//! Token ledger, packages and the coupon marketplace.

use chrono::{DateTime, Utc};
use rusqlite::{Connection, OptionalExtension, Row, params};

use super::{
    SqliteStore, decimal_col, enum_col, opt_timestamp_col, query_err, timestamp_col, ts,
    write_err,
};
use crate::domain::error::PaisaError;
use crate::domain::tokens::{
    COUPON_CODE_ATTEMPTS, Coupon, CouponPurchase, TokenAccount, TokenEntry, TokenPackage,
    TokenTransaction, UserCoupon, UserCouponStatus, check_coupon_purchase, generate_coupon_code,
};
use crate::domain::user::UserContext;
use crate::ports::token_port::TokenPort;

const COUPON_COLUMNS: &str = "id, title, description, brand, code_prefix, token_cost, stock, used,
     status, valid_until";

const USER_COUPON_COLUMNS: &str = "uc.id, uc.user_id, uc.coupon_id, c.title, uc.code, uc.status,
     uc.purchased_at, uc.redeemed_at";

fn token_from_row(row: &Row<'_>) -> rusqlite::Result<TokenTransaction> {
    Ok(TokenTransaction {
        id: row.get(0)?,
        user_id: row.get(1)?,
        amount: row.get(2)?,
        balance_after: row.get(3)?,
        kind: enum_col(row, 4)?,
        description: row.get(5)?,
        reference: row.get(6)?,
        created_at: timestamp_col(row, 7)?,
    })
}

fn coupon_from_row(row: &Row<'_>) -> rusqlite::Result<Coupon> {
    Ok(Coupon {
        id: row.get(0)?,
        title: row.get(1)?,
        description: row.get(2)?,
        brand: row.get(3)?,
        code_prefix: row.get(4)?,
        token_cost: row.get(5)?,
        stock: row.get(6)?,
        used: row.get(7)?,
        status: enum_col(row, 8)?,
        valid_until: timestamp_col(row, 9)?,
    })
}

fn user_coupon_from_row(row: &Row<'_>) -> rusqlite::Result<UserCoupon> {
    Ok(UserCoupon {
        id: row.get(0)?,
        user_id: row.get(1)?,
        coupon_id: row.get(2)?,
        title: row.get(3)?,
        code: row.get(4)?,
        status: enum_col(row, 5)?,
        purchased_at: timestamp_col(row, 6)?,
        redeemed_at: opt_timestamp_col(row, 7)?,
    })
}

fn package_from_row(row: &Row<'_>) -> rusqlite::Result<TokenPackage> {
    Ok(TokenPackage {
        id: row.get(0)?,
        name: row.get(1)?,
        tokens: row.get(2)?,
        price: decimal_col(row, 3)?,
        is_active: row.get(4)?,
    })
}

/// Balance and totals summed from the user's log.
pub(super) fn token_account(conn: &Connection, user_id: i64) -> Result<TokenAccount, PaisaError> {
    let mut stmt = conn
        .prepare("SELECT amount FROM token_transactions WHERE user_id = ?1")
        .map_err(query_err)?;
    let amounts = stmt
        .query_map(params![user_id], |row| row.get::<_, i64>(0))
        .map_err(query_err)?
        .collect::<rusqlite::Result<Vec<_>>>()
        .map_err(query_err)?;
    Ok(TokenAccount::from_amounts(amounts))
}

/// Append `entry` to the log. Must run inside a write transaction so the
/// balance read and the insert see the same state.
pub(super) fn append_token(
    conn: &Connection,
    user_id: i64,
    entry: &TokenEntry,
    now: DateTime<Utc>,
) -> Result<TokenTransaction, PaisaError> {
    let balance = token_account(conn, user_id)?.balance;
    let balance_after = entry.apply_to(balance)?;
    conn.execute(
        "INSERT INTO token_transactions (user_id, amount, balance_after, kind, description,
             reference, created_at)
         VALUES (?1, ?2, ?3, ?4, ?5, ?6, ?7)",
        params![
            user_id,
            entry.amount,
            balance_after,
            entry.kind.as_str(),
            entry.description,
            entry.reference,
            ts(now),
        ],
    )
    .map_err(query_err)?;
    Ok(TokenTransaction {
        id: conn.last_insert_rowid(),
        user_id,
        amount: entry.amount,
        balance_after,
        kind: entry.kind,
        description: entry.description.clone(),
        reference: entry.reference.clone(),
        created_at: now,
    })
}

fn load_coupon(conn: &Connection, coupon_id: i64) -> Result<Coupon, PaisaError> {
    conn.query_row(
        &format!("SELECT {COUPON_COLUMNS} FROM coupons WHERE id = ?1"),
        params![coupon_id],
        coupon_from_row,
    )
    .optional()
    .map_err(query_err)?
    .ok_or_else(|| PaisaError::not_found("coupon", coupon_id))
}

fn load_user_coupon(
    conn: &Connection,
    user_id: i64,
    user_coupon_id: i64,
) -> Result<UserCoupon, PaisaError> {
    conn.query_row(
        &format!(
            "SELECT {USER_COUPON_COLUMNS} FROM user_coupons uc JOIN coupons c ON c.id = uc.coupon_id
             WHERE uc.id = ?1 AND uc.user_id = ?2"
        ),
        params![user_coupon_id, user_id],
        user_coupon_from_row,
    )
    .optional()
    .map_err(query_err)?
    .ok_or_else(|| PaisaError::not_found("user coupon", user_coupon_id))
}

fn holds_active_copy(conn: &Connection, user_id: i64, coupon_id: i64) -> Result<bool, PaisaError> {
    conn.query_row(
        "SELECT EXISTS (SELECT 1 FROM user_coupons
             WHERE user_id = ?1 AND coupon_id = ?2 AND status = 'active')",
        params![user_id, coupon_id],
        |row| row.get(0),
    )
    .map_err(query_err)
}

# # #

Exercise requirements
An exact copy of all the records is the only acceptable answer.

Response to the task
//! Token ledger, packages and the coupon marketplace.

use chrono::{DateTime, Utc};
use rusqlite::{Connection, OptionalExtension, Row, params};

use super::{
    SqliteStore, decimal_col, enum_col, opt_timestamp_col, query_err, timestamp_col, ts,
    write_err,
};
use crate::domain::error::PaisaError;
use crate::domain::tokens::{
    COUPON_CODE_ATTEMPTS, Coupon, CouponPurchase, TokenAccount, TokenEntry, TokenPackage,
    TokenTransaction, UserCoupon, UserCouponStatus, check_coupon_purchase, generate_coupon_code,
};
use crate::domain::user::UserContext;
use crate::ports::token_port::TokenPort;

const COUPON_COLUMNS: &str = "id, title, description, brand, code_prefix, token_cost, stock, used,
     status, valid_until";

const USER_COUPON_COLUMNS: &str = "uc.id, uc.user_id, uc.coupon_id, c.title, uc.code, uc.status,
     uc.purchased_at, uc.redeemed_at";

fn token_from_row(row: &Row<'_>) -> rusqlite::Result<TokenTransaction> {
    Ok(TokenTransaction {
        id: row.get(0)?,
        user_id: row.get(1)?,
        amount: row.get(2)?,
        balance_after: row.get(3)?,
        kind: enum_col(row, 4)?,
        description: row.get(5)?,
        reference: row.get(6)?,
        created_at: timestamp_col(row, 7)?,
    })
}

fn coupon_from_row(row: &Row<'_>) -> rusqlite::Result<Coupon> {
    Ok(Coupon {
        id: row.get(0)?,
        title: row.get(1)?,
        description: row.get(2)?,
        brand: row.get(3)?,
        code_prefix: row.get(4)?,
        token_cost: row.get(5)?,
        stock: row.get(6)?,
        used: row.get(7)?,
        status: enum_col(row, 8)?,
        valid_until: timestamp_col(row, 9)?,
    })
}

fn user_coupon_from_row(row: &Row<'_>) -> rusqlite::Result<UserCoupon> {
    Ok(UserCoupon {
        id: row.get(0)?,
        user_id: row.get(1)?,
        coupon_id: row.get(2)?,
        title: row.get(3)?,
        code: row.get(4)?,
        status: enum_col(row, 5)?,
        purchased_at: timestamp_col(row, 6)?,
        redeemed_at: opt_timestamp_col(row, 7)?,
    })
}

fn package_from_row(row: &Row<'_>) -> rusqlite::Result<TokenPackage> {
    Ok(TokenPackage {
        id: row.get(0)?,
        name: row.get(1)?,
        tokens: row.get(2)?,
        price: decimal_col(row, 3)?,
        is_active: row.get(4)?,
    })
}

/// Balance and totals summed from the user's log.
pub(super) fn token_account(conn: &Connection, user_id: i64) -> Result<TokenAccount, PaisaError> {
    let mut stmt = conn
        .prepare("SELECT amount FROM token_transactions WHERE user_id = ?1")
        .map_err(query_err)?;
    let amounts = stmt
        .query_map(params![user_id], |row| row.get::<_, i64>(0))
        .map_err(query_err)?
        .collect::<rusqlite::Result<Vec<_>>>()
        .map_err(query_err)?;
    Ok(TokenAccount::from_amounts(amounts))
}

/// Append `entry` to the log. Must run inside a write transaction so the
/// balance read and the insert see the same state.
pub(super) fn append_token(
    conn: &Connection,
    user_id: i64,
    entry: &TokenEntry,
    now: DateTime<Utc>,
) -> Result<TokenTransaction, PaisaError> {
    let balance = token_account(conn, user_id)?.balance;
    let balance_after = entry.apply_to(balance)?;
    conn.execute(
        "INSERT INTO token_transactions (user_id, amount, balance_after, kind, description,
             reference, created_at)
         VALUES (?1, ?2, ?3, ?4, ?5, ?6, ?7)",
        params![
            user_id,
            entry.amount,
            balance_after,
            entry.kind.as_str(),
            entry.description,
            entry.reference,
            ts(now),
        ],
    )
    .map_err(query_err)?;
    Ok(TokenTransaction {
        id: conn.last_insert_rowid(),
        user_id,
        amount: entry.amount,
        balance_after,
        kind: entry.kind,
        description: entry.description.clone(),
        reference: entry.reference.clone(),
        created_at: now,
    })
}

fn load_coupon(conn: &Connection, coupon_id: i64) -> Result<Coupon, PaisaError> {
    conn.query_row(
        &format!("SELECT {COUPON_COLUMNS} FROM coupons WHERE id = ?1"),
        params![coupon_id],
        coupon_from_row,
    )
    .optional()
    .map_err(query_err)?
    .ok_or_else(|| PaisaError::not_found("coupon", coupon_id))
}

fn load_user_coupon(
    conn: &Connection,
    user_id: i64,
    user_coupon_id: i64,
) -> Result<UserCoupon, PaisaError> {
    conn.query_row(
        &format!(
            "SELECT {USER_COUPON_COLUMNS} FROM user_coupons uc JOIN coupons c ON c.id = uc.coupon_id
             WHERE uc.id = ?1 AND uc.user_id = ?2"
        ),
        params![user_coupon_id, user_id],
        user_coupon_from_row,
    )
    .optional()
    .map_err(query_err)?
    .ok_or_else(|| PaisaError::not_found("user coupon", user_coupon_id))
}

fn holds_active_copy(conn: &Connection, user_id: i64, coupon_id: i64) -> Result<bool, PaisaError> {
    conn.query_row(
        "SELECT EXISTS (SELECT 1 FROM user_coupons
             WHERE user_id = ?1 AND coupon_id = ?2 AND status = 'active')",
        params![user_id, coupon_id],
        |row| row.get(0),
    )
    .map_err(query_err)
}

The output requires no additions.